Alzheimer’s Disease, a complex and progressive brain disorder, is one of the leading causes of death in the U.S. alone. President Ronald Regan declared November as National Alzheimer’s Disease Awareness Month in 1983, at which time less than two million Americans were afflicted with this disease. Today, nearly 44 million persons worldwide have Alzheimer’s or another type of dementia and it is estimated that 605 billion dollars is spent annually caring for them. As this devastating illness advances, memory and cognitive functioning decline; daily living and coping skills diminish, as does the ability to communicate. Eventually, those affected become unable to recognize family and friends or learn new information. They may also exhibit behaviors such as impulsivity, aggression, anxiety and wandering.
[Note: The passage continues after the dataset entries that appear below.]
//! Version command implementation

use crate::error::Result;

/// Run version command
pub fn run() -> Result<()> {
    println!("devsetup {}", env!("CARGO_PKG_VERSION"));
    println!();
    println!("Build info:");
    println!("  Minimum Rust version: {}", env!("CARGO_PKG_RUST_VERSION"));
    println!("  Profile: {}", build_profile());
    Ok(())
}

fn build_profile() -> &'static str {
    if cfg!(debug_assertions) {
        "debug"
    } else {
        "release"
    }
}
Despite recent advances in care and research, there is no cure for Alzheimer’s Disease.

Therapeutic interventions that help to decrease challenging behaviors and improve quality of life can be very beneficial for both those afflicted and also for their caregivers. Dance/movement therapy (DMT) is a useful, non-pharmacologic method for the treatment of Alzheimer’s disease, as this modality enhances quality of life, may slow cognitive decline and is cost-effective. DMT is based on the principles that the mind and body are connected and that movement reflects patterns of thinking and feeling. DMT participation enhances coping skills for this population and compensates for sensory deficits. This modality also encourages individuals to express themselves, regardless of functional level. Moreover, DMT engages the sensory systems and stimulates the physical, emotional and cognitive areas of functioning.

In addition to DMT, there are several other useful holistic interventions and therapies, as well as support groups and resource sites. Throughout this Alzheimer’s Awareness Month, let us support one another and raise awareness about this devastating illness. Let us continue to move towards a world without Alzheimer’s!
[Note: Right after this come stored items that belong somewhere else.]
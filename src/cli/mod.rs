//! CLI definitions using clap derive API
//!
//! This module is organized into submodules for each command's argument types:
//! - inspect: list, show, plan, validate and graph arguments
//! - install: Install command arguments
//! - uninstall: Uninstall command arguments
//! - extras: Extras command arguments
//! - sites: Site configuration subcommands
//! - service: Service status and control subcommands
//! - doctor: Host readiness check arguments
//! - profile: Saved profile subcommands
//! - completions: Completions command arguments

use clap::builder::{Styles, styling::AnsiColor};
use clap::{Parser, Subcommand};
use std::path::PathBuf;

pub mod completions;
pub mod doctor;
pub mod extras;
pub mod inspect;
pub mod install;
pub mod profile;
pub mod service;
pub mod sites;
pub mod uninstall;

pub use completions::CompletionsArgs;
pub use doctor::DoctorArgs;
pub use extras::ExtrasArgs;
pub use inspect::{GraphArgs, GraphFormat, ListArgs, PlanArgs, ShowArgs, ValidateArgs};
pub use install::InstallArgs;
pub use profile::{ProfileArgs, ProfileSubcommand};
pub use service::{ServiceArgs, ServiceControlArgs, ServiceStatusArgs, ServiceSubcommand};
pub use sites::{
    SiteDeleteArgs, SiteListArgs, SiteSaveArgs, SiteShowArgs, SiteToggleArgs, SitesArgs,
    SitesSubcommand,
};
pub use uninstall::UninstallArgs;

/// devsetup - developer tool installer
///
/// Installs developer tools from a catalog, in dependency order, refusing
/// selections that contain conflicting tools.
#[derive(Parser, Debug)]
#[command(
    name = "devsetup",
    author,
    version,
    color = clap::ColorChoice::Auto,
    styles = Styles::styled()
        .header(AnsiColor::Green.on_default().bold())
        .usage(AnsiColor::Green.on_default().bold())
        .literal(AnsiColor::Cyan.on_default().bold())
        .placeholder(AnsiColor::Cyan.on_default()),
    about = "Install developer tools with dependency and conflict resolution",
    long_about = "devsetup installs developer tools described in a catalog. Dependencies are \
                  installed first, conflicting selections are refused before anything runs, and \
                  one failed tool never stops the rest of the batch.",
    after_help = "\x1b[1m\x1b[32mExamples:\x1b[0m\n   \
                  devsetup list                        \x1b[90m# Show the catalog\x1b[0m\n   \
                  devsetup plan yarn docker-compose    \x1b[90m# Show the install order\x1b[0m\n   \
                  devsetup install yarn                \x1b[90m# Install yarn and its dependencies\x1b[0m\n   \
                  devsetup install --profile web-dev   \x1b[90m# Install a saved selection\x1b[0m\n   \
                  devsetup validate                    \x1b[90m# Check the catalog for defects\x1b[0m\n   \
                  devsetup doctor                      \x1b[90m# Check this machine\x1b[0m\n\n\
                  "
)]
pub struct Cli {
    /// Tool catalog file (JSON or YAML)
    #[arg(long, global = true, env = "DEVSETUP_CATALOG")]
    pub catalog: Option<PathBuf>,

    /// Settings file (defaults to ~/.config/devsetup/config.yaml)
    #[arg(long, global = true, env = "DEVSETUP_CONFIG")]
    pub config: Option<PathBuf>,

    /// Enable verbose output
    #[arg(long, short = 'v', global = true)]
    pub verbose: bool,

    #[command(subcommand)]
    pub command: Commands,
}

#[derive(Subcommand, Debug)]
pub enum Commands {
    /// List catalog tools
    List(ListArgs),

    /// Show tool details
    Show(ShowArgs),

    /// Resolve a selection without installing anything
    Plan(PlanArgs),

    /// Check the catalog for dependency defects
    Validate(ValidateArgs),

    /// Print the dependency graph
    Graph(GraphArgs),

    /// Install tools and their dependencies
    Install(InstallArgs),

    /// Uninstall a tool
    Uninstall(UninstallArgs),

    /// Add or remove a tool's extra modules
    Extras(ExtrasArgs),

    /// Manage web server site configurations
    Sites(SitesArgs),

    /// Show or control a tool's service
    Service(ServiceArgs),

    /// Check that this machine can install tools
    Doctor(DoctorArgs),

    /// Manage saved tool selections
    Profile(ProfileArgs),

    /// Show version information
    #[command(hide = true)]
    Version,

    /// Generate shell completions
    Completions(CompletionsArgs),
}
Berrol, C.F. (1992). The neurophysiologic basis of the mind-body connection in dance/movement therapy. American Journal of Dance Therapy, 14(1), 19-29.


Bräuninger, I. (2014). Dance movement therapy with the elderly: An international internet-based survey undertaken with practitioners. Body, Movement and Dance in Psychotherapy, 9(3), 138-153.


Levy, F.J. (2005). Dance/movement therapy; A healing art (2nd rev ed.). Reston, VA: National Dance Association, an Association of the American Alliance for Health, Physical Education, Recreation, and Dance.


Schmais, C. (1985). Healing processes in group dance therapy. American Journal of Dance Therapy, 8(1),17-36.


Querfurth, H. & LaFerla, F. (2010). Alzheimer’s disease: review article. New England Journal of Medicine, 362(4), 329-340.